**WORK TASK:** Keep to one stretch of the data below, the lines from the one with "px.0 = crossfade(a, b, t);" up to and including the one with "with least-recently-used eviction.", and return that stretch exactly.

□ □ □

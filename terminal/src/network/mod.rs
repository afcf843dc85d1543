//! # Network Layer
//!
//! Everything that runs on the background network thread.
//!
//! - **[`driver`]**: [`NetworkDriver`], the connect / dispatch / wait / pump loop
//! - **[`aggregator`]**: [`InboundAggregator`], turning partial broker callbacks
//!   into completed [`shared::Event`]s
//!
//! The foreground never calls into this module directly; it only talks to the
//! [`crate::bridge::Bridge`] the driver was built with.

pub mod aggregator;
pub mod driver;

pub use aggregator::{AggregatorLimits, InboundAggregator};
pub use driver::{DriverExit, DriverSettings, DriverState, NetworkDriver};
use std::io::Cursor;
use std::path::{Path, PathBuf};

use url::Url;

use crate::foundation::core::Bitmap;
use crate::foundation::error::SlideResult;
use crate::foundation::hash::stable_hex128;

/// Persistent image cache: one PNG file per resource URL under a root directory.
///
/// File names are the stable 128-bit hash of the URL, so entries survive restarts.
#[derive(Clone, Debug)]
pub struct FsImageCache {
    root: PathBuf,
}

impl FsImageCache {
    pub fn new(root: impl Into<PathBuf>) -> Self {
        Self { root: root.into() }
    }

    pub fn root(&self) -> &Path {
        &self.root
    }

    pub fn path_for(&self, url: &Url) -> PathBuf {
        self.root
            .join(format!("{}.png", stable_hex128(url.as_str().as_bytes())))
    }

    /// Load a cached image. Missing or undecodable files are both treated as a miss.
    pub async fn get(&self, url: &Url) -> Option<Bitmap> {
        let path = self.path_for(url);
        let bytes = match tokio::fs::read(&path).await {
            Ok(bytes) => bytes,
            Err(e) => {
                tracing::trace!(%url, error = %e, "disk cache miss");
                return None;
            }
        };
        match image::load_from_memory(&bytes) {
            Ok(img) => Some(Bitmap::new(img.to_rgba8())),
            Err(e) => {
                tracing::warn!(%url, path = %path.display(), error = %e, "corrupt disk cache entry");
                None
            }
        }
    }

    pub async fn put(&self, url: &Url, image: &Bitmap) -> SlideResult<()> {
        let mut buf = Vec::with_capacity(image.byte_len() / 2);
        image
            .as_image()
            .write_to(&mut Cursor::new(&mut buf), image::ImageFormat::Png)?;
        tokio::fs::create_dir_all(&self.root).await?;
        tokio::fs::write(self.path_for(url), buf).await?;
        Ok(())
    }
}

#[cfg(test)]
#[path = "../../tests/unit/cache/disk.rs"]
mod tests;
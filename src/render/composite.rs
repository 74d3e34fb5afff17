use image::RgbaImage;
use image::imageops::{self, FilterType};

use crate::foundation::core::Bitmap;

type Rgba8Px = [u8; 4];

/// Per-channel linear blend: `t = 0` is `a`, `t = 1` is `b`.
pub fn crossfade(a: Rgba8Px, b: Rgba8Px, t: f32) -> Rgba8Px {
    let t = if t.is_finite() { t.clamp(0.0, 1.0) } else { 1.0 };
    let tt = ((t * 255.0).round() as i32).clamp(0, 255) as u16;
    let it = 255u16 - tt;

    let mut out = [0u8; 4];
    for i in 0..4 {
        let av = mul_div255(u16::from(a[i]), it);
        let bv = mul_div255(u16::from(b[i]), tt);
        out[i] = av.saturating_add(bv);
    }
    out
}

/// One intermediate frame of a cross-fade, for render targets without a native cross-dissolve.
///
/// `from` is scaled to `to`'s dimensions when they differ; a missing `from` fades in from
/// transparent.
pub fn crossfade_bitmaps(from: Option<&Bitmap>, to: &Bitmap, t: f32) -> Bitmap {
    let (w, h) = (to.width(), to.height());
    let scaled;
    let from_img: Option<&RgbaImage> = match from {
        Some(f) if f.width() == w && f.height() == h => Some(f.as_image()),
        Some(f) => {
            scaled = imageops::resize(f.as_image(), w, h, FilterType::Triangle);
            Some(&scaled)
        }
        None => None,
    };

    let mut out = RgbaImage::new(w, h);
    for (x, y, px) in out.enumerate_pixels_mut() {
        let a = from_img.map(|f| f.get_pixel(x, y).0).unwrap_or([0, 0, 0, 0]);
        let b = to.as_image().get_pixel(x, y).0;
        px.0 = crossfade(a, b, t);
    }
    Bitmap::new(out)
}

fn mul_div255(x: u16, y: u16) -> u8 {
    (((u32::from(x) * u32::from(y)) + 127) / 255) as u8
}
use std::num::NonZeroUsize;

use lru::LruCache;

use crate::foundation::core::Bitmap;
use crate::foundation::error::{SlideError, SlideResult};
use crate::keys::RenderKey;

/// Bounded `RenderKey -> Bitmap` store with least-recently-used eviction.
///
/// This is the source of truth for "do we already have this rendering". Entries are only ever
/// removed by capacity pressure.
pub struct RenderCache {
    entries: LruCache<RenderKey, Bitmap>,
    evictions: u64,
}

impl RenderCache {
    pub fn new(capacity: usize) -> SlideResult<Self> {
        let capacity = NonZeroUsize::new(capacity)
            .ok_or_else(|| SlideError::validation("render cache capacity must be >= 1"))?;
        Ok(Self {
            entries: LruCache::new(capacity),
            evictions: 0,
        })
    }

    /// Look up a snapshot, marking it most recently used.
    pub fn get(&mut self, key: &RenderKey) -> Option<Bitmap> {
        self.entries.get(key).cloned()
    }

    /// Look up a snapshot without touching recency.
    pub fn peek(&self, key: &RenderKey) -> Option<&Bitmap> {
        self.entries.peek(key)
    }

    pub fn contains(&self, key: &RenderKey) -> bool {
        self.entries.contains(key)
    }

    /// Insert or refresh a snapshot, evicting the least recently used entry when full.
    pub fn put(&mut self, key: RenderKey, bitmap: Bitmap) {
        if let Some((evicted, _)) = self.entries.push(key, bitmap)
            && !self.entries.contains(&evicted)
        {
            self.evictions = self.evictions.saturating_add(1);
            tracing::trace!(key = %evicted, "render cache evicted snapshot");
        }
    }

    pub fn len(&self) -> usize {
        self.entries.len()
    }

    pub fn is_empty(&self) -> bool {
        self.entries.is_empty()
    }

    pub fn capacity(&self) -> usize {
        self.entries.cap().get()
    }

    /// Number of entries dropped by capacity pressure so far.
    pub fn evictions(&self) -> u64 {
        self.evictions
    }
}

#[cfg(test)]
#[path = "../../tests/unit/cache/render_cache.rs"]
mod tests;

□ □ □

**WRITTEN SOLUTION:**
        px.0 = crossfade(a, b, t);
    }
    Bitmap::new(out)
}

fn mul_div255(x: u16, y: u16) -> u8 {
    (((u32::from(x) * u32::from(y)) + 127) / 255) as u8
}
use std::num::NonZeroUsize;

use lru::LruCache;

use crate::foundation::core::Bitmap;
use crate::foundation::error::{SlideError, SlideResult};
use crate::keys::RenderKey;

/// Bounded `RenderKey -> Bitmap` store with least-recently-used eviction.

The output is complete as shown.